An old pal from school days has succumbed to the email. One-time unpassable centre half ‘Big Nev’, in an 80-word message (brevity was always his trademark) mentioned the birth of two more granddaughters, but omitted their names and to which of his offspring they belong, while assuring his readers that his wife Noreen was ‘slowing down’, without explaining how this reduction in velocity manifested itself. As for himself, his ‘blood is still circulating – in parts’, this long-time film buff unashamedly borrowing the comment from the late George Burns in the 1975 film, The Sunshine Boys.

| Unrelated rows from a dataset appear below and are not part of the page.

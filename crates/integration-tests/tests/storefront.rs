//! End-to-end tests for the storefront against a stub Glemora API.
//!
//! Each test starts its own storefront and stub API on ephemeral ports, so
//! no external services are needed.
//!
//! Run with: cargo test -p glemora-integration-tests

use glemora_integration_tests::{REJECTED_TOKEN, TestContext};
use reqwest::StatusCode;

const EMPTY_FORM: &[(&str, &str)] = &[];

async fn context() -> TestContext {
    TestContext::new()
        .await
        .expect("Failed to start test servers")
}

async fn text(ctx: &TestContext, path: &str) -> (StatusCode, String) {
    let resp = ctx
        .client
        .get(ctx.url(path))
        .send()
        .await
        .expect("Request failed");
    let status = resp.status();
    (status, resp.text().await.expect("Failed to read body"))
}

async fn quick_add(ctx: &TestContext, id: i64, form: &[(&str, &str)]) -> (StatusCode, String) {
    let resp = ctx
        .client
        .post(ctx.url(&format!("/products/{id}/quick-add")))
        .form(form)
        .send()
        .await
        .expect("Request failed");
    let status = resp.status();
    (status, resp.text().await.expect("Failed to read body"))
}

// ============================================================================
// Catalog
// ============================================================================

#[tokio::test]
async fn test_health_endpoints() {
    let ctx = context().await;

    assert_eq!(text(&ctx, "/health").await, (StatusCode::OK, "ok".to_string()));
    assert_eq!(text(&ctx, "/health/ready").await.0, StatusCode::OK);
}

#[tokio::test]
async fn test_home_page() {
    let ctx = context().await;

    let (status, body) = text(&ctx, "/").await;
    assert_eq!(status, StatusCode::OK);
    assert!(body.contains("Visit our Premium outlet"));
    assert!(body.contains("Subscribe to our Newsletter"));
    assert!(body.contains("/products?q=dresses"));
}

#[tokio::test]
async fn test_products_page_lists_catalog() {
    let ctx = context().await;

    let (status, body) = text(&ctx, "/products").await;
    assert_eq!(status, StatusCode::OK);
    assert!(body.contains("Red Dress"));
    assert!(body.contains("Linen Shirt"));
    assert!(body.contains("Pleated Skirt"));
    assert!(body.contains("LKR 800.00"));
    assert!(body.contains("Out of stock"));
}

#[tokio::test]
async fn test_products_page_filters() {
    let ctx = context().await;

    let (_, body) = text(&ctx, "/products?q=DRESS").await;
    assert!(body.contains("Red Dress"));
    assert!(!body.contains("Linen Shirt"));

    let (_, body) = text(&ctx, "/products?category=3&category=4").await;
    assert!(!body.contains("Red Dress"));
    assert!(body.contains("Linen Shirt"));
    assert!(body.contains("Pleated Skirt"));

    let (_, body) = text(&ctx, "/products?min=0&max=1200").await;
    assert!(body.contains("Red Dress"));
    assert!(!body.contains("Pleated Skirt"));
}

#[tokio::test]
async fn test_products_page_sorts_by_price() {
    let ctx = context().await;

    let (_, body) = text(&ctx, "/products?sort=priceDesc").await;
    let shirt = body.find("Linen Shirt").expect("shirt listed");
    let skirt = body.find("Pleated Skirt").expect("skirt listed");
    let dress = body.find("Red Dress").expect("dress listed");
    assert!(shirt < skirt && skirt < dress);
}

#[tokio::test]
async fn test_products_page_empty_state() {
    let ctx = context().await;

    let (status, body) = text(&ctx, "/products?q=tuxedo").await;
    assert_eq!(status, StatusCode::OK);
    assert!(body.contains("No products found matching your criteria."));
}

// ============================================================================
// Anonymous quick-add
// ============================================================================

#[tokio::test]
async fn test_anonymous_quick_add_merges_lines() {
    let ctx = context().await;

    let (status, body) = quick_add(&ctx, 1, EMPTY_FORM).await;
    assert_eq!(status, StatusCode::OK);
    assert!(body.contains("Product added to cart!"));

    quick_add(&ctx, 1, EMPTY_FORM).await;
    quick_add(&ctx, 1, &[("size", "L"), ("quantity", "2")]).await;

    let (_, badge) = text(&ctx, "/cart/count").await;
    assert!(badge.contains(">4<"));

    let (status, cart) = text(&ctx, "/cart").await;
    assert_eq!(status, StatusCode::OK);
    assert_eq!(cart.matches("<tr>").count(), 3); // header + (1, M) + (1, L)
    assert!(cart.contains("LKR 1600.00")); // 2 x sale price
    assert!(cart.contains("LKR 3200.00")); // subtotal

    assert!(ctx.cart_calls().is_empty());
}

#[tokio::test]
async fn test_quick_add_rejects_insufficient_stock() {
    let ctx = context().await;

    // Notices answer 200 so htmx swaps them into #notices
    let (status, body) = quick_add(&ctx, 3, EMPTY_FORM).await;
    assert_eq!(status, StatusCode::OK);
    assert!(body.contains("notice--warning"));
    assert!(body.contains("Sorry, only 0 items available in stock."));

    let (status, body) = quick_add(&ctx, 2, &[("quantity", "4")]).await;
    assert_eq!(status, StatusCode::OK);
    assert!(body.contains("Sorry, only 3 items available in stock."));

    let (_, badge) = text(&ctx, "/cart/count").await;
    assert!(!badge.contains("cart-count"));
    assert!(ctx.cart_calls().is_empty());
}

#[tokio::test]
async fn test_quick_add_reports_bad_requests_as_notices() {
    let ctx = context().await;

    let (status, body) = quick_add(&ctx, 1, &[("quantity", "0")]).await;
    assert_eq!(status, StatusCode::OK);
    assert!(body.contains("quantity must be a positive integer, got 0"));

    let (status, body) = quick_add(&ctx, 99, EMPTY_FORM).await;
    assert_eq!(status, StatusCode::OK);
    assert!(body.contains("This product is no longer available."));

    let (_, badge) = text(&ctx, "/cart/count").await;
    assert!(!badge.contains("cart-count"));
}

#[tokio::test]
async fn test_clear_cart() {
    let ctx = context().await;

    quick_add(&ctx, 2, EMPTY_FORM).await;
    let resp = ctx
        .client
        .post(ctx.url("/cart/clear"))
        .send()
        .await
        .expect("Request failed");
    assert_eq!(resp.status(), StatusCode::OK);
    assert_eq!(
        resp.headers().get("HX-Trigger").and_then(|v| v.to_str().ok()),
        Some("cart-updated")
    );

    let (_, cart) = text(&ctx, "/cart").await;
    assert!(cart.contains("Your cart is empty."));
}

#[tokio::test]
async fn test_carts_are_per_session() {
    let ctx = context().await;
    quick_add(&ctx, 2, EMPTY_FORM).await;

    let other = reqwest::Client::new();
    let badge = other
        .get(ctx.url("/cart/count"))
        .send()
        .await
        .expect("Request failed")
        .text()
        .await
        .expect("Failed to read body");

    assert!(!badge.contains("cart-count"));
}

// ============================================================================
// Signed-in quick-add
// ============================================================================

#[tokio::test]
async fn test_authenticated_quick_add_posts_to_remote_cart() {
    let ctx = context().await;

    let resp = ctx
        .client
        .post(ctx.url("/products/2/quick-add"))
        .bearer_auth("shopper-token")
        .form(EMPTY_FORM)
        .send()
        .await
        .expect("Request failed");
    assert_eq!(resp.status(), StatusCode::OK);
    assert!(
        resp.text()
            .await
            .expect("Failed to read body")
            .contains("Product added to cart!")
    );

    let calls = ctx.cart_calls();
    assert_eq!(calls.len(), 1);
    assert_eq!(calls[0].authorization.as_deref(), Some("Bearer shopper-token"));
    assert_eq!(calls[0].query.get("productId").map(String::as_str), Some("2"));
    assert_eq!(calls[0].query.get("quantity").map(String::as_str), Some("1"));
    assert_eq!(calls[0].query.get("size").map(String::as_str), Some("M"));

    // The local cart is untouched
    let (_, badge) = text(&ctx, "/cart/count").await;
    assert!(!badge.contains("cart-count"));
}

#[tokio::test]
async fn test_remote_cart_failure_is_reported() {
    let ctx = context().await;

    let resp = ctx
        .client
        .post(ctx.url("/products/1/quick-add"))
        .bearer_auth(REJECTED_TOKEN)
        .form(EMPTY_FORM)
        .send()
        .await
        .expect("Request failed");
    assert_eq!(resp.status(), StatusCode::OK);
    assert!(resp.headers().get("HX-Trigger").is_none());
    assert!(
        resp.text()
            .await
            .expect("Failed to read body")
            .contains("Failed to add product to cart. Please try again.")
    );

    assert_eq!(ctx.cart_calls().len(), 1);
    let (_, badge) = text(&ctx, "/cart/count").await;
    assert!(!badge.contains("cart-count"));
}
//! Glemora Storefront - Public e-commerce site.
//!
//! This binary serves the public-facing storefront on port 3000.
//!
//! # Architecture
//!
//! - Axum web framework with HTMX for interactivity
//! - Askama templates for server-side rendering
//! - Glemora REST API for products, categories and signed-in carts
//! - Anonymous carts kept in the shopper's session

#![cfg_attr(not(test), forbid(unsafe_code))]

use std::process::ExitCode;

use glemora_storefront::{app, config::StorefrontConfig, state::AppState};
use sentry::integrations::tracing as sentry_tracing;
use thiserror::Error;
use tracing_subscriber::{layer::SubscriberExt, util::SubscriberInitExt};

/// Static assets, relative to the workspace root.
const STATIC_DIR: &str = "crates/storefront/static";

/// Reasons the server can fail to come up.
#[derive(Debug, Error)]
enum StartupError {
    #[error("failed to build application state: {0}")]
    State(#[from] glemora_storefront::api::ApiError),
    #[error("failed to bind to address: {0}")]
    Bind(#[source] std::io::Error),
    #[error("server error: {0}")]
    Serve(#[source] std::io::Error),
}

/// Initialize Sentry error tracking and return guard that must be kept alive.
fn init_sentry(config: &StorefrontConfig) -> Option<sentry::ClientInitGuard> {
    let dsn = config.sentry_dsn.as_ref()?;

    let guard = sentry::init((
        dsn.as_str(),
        sentry::ClientOptions {
            release: sentry::release_name!(),
            environment: config
                .sentry_environment
                .clone()
                .map(std::borrow::Cow::Owned),
            sample_rate: config.sentry_sample_rate,
            traces_sample_rate: config.sentry_traces_sample_rate,
            attach_stacktrace: true,
            ..Default::default()
        },
    ));

    Some(guard)
}

/// Filter tracing events to Sentry event types.
fn sentry_event_filter(metadata: &tracing::Metadata<'_>) -> sentry_tracing::EventFilter {
    match *metadata.level() {
        tracing::Level::ERROR | tracing::Level::WARN => sentry_tracing::EventFilter::Event,
        tracing::Level::INFO | tracing::Level::DEBUG => sentry_tracing::EventFilter::Breadcrumb,
        _ => sentry_tracing::EventFilter::Ignore,
    }
}

/// Initialize tracing with `EnvFilter` and Sentry integration.
///
/// Defaults to info level for our crate if `RUST_LOG` is not set.
fn init_tracing() {
    let env_filter = tracing_subscriber::EnvFilter::try_from_default_env()
        .unwrap_or_else(|_| "glemora_storefront=info,tower_http=debug".into());

    tracing_subscriber::registry()
        .with(env_filter)
        .with(tracing_subscriber::fmt::layer())
        .with(sentry_tracing::layer().event_filter(sentry_event_filter))
        .init();
}

#[tokio::main]
async fn main() -> ExitCode {
    let config = match StorefrontConfig::from_env() {
        Ok(config) => config,
        Err(e) => {
            init_tracing();
            tracing::error!(error = %e, "Failed to load configuration");
            return ExitCode::FAILURE;
        }
    };

    // Sentry must be initialized before the tracing subscriber
    let _sentry_guard = init_sentry(&config);
    init_tracing();

    if config.sentry_dsn.is_some() {
        tracing::info!("Sentry initialized");
    }

    match serve(config).await {
        Ok(()) => ExitCode::SUCCESS,
        Err(e) => {
            tracing::error!(error = %e, "Storefront stopped");
            ExitCode::FAILURE
        }
    }
}

async fn serve(config: StorefrontConfig) -> Result<(), StartupError> {
    let addr = config.socket_addr();
    tracing::info!(api = %config.api.base_url, "Using Glemora API");

    let state = AppState::new(config)?;
    let app = app(state, STATIC_DIR);

    let listener = tokio::net::TcpListener::bind(addr)
        .await
        .map_err(StartupError::Bind)?;
    tracing::info!("storefront listening on {}", addr);

    axum::serve(listener, app)
        .with_graceful_shutdown(shutdown_signal())
        .await
        .map_err(StartupError::Serve)
}

/// Wait for shutdown signal (Ctrl+C or SIGTERM).
async fn shutdown_signal() {
    let ctrl_c = async {
        if let Err(e) = tokio::signal::ctrl_c().await {
            tracing::error!(error = %e, "Failed to install Ctrl+C handler");
            std::future::pending::<()>().await;
        }
    };

    #[cfg(unix)]
    let terminate = async {
        match tokio::signal::unix::signal(tokio::signal::unix::SignalKind::terminate()) {
            Ok(mut signal) => {
                signal.recv().await;
            }
            Err(e) => {
                tracing::error!(error = %e, "Failed to install signal handler");
                std::future::pending::<()>().await;
            }
        }
    };

    #[cfg(not(unix))]
    let terminate = std::future::pending::<()>();

    tokio::select! {
        () = ctrl_c => {},
        () = terminate => {},
    }

    tracing::info!("Shutdown signal received, starting graceful shutdown");
}
//! Session middleware configuration.
//!
//! Sets up in-memory sessions using tower-sessions. The session carries the
//! anonymous shopper's cart and, once signed in, the API token.

use tower_sessions::{Expiry, MemoryStore, SessionManagerLayer};

use crate::config::StorefrontConfig;

/// Session cookie name.
pub const SESSION_COOKIE_NAME: &str = "glemora_session";

/// Session expiry time in seconds (7 days).
const SESSION_EXPIRY_SECONDS: i64 = 7 * 24 * 60 * 60;

/// Create the session layer with an in-memory store.
#[must_use]
pub fn create_session_layer(config: &StorefrontConfig) -> SessionManagerLayer<MemoryStore> {
    // Determine if we're in production (HTTPS)
    let is_secure = config.base_url.starts_with("https://");

    SessionManagerLayer::new(MemoryStore::default())
        .with_name(SESSION_COOKIE_NAME)
        .with_expiry(Expiry::OnInactivity(
            tower_sessions::cookie::time::Duration::seconds(SESSION_EXPIRY_SECONDS),
        ))
        .with_secure(is_secure)
        .with_same_site(tower_sessions::cookie::SameSite::Lax)
        .with_http_only(true)
        .with_path("/")
}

MEANWHILE, begging letters have been in abundance. They are a sure way of making one feel guilty at this time of year. New appeals dropped on the mat with every delivery, with previously unheard of charities claiming theirs was the most worthy of our attention – and cash.

What disappointed me was that some of these letters came from charities that had promised – hand on heart – they would not darken my letterbox again if I forked out, which I did last year.

BUT it hasn’t been all take and no give. I am reaching that age when the state allows me to watch television without the need of a TV licence.

A paragraph in a recent edition of the Oxford Mail advised me to forward personal details. I could be eligible for a rebate.

This was too good to miss and sure enough a letter arrived at the weekend telling me I was in luck: my bank account would be credited with 4p!

The letter, now displayed among the Christmas cards, had been sent second class (40p); add to this the cost of the paper, envelope and… Still, it’s Christmas and it’s the thought that counts. At least it wasn’t sent by email.

NOW the New Year is only days away. My younger grandchildren have been considering what resolutions they might make. I should encourage them in the hope that their resolutions will last somewhat longer than when I made similar pledges.

As for me, I’ll simply wish all our readers the best of health and happiness, that peace might outstrip war and tolerance replace hatred in 2014.

Remember, it’s a wonderful life – so enjoy it.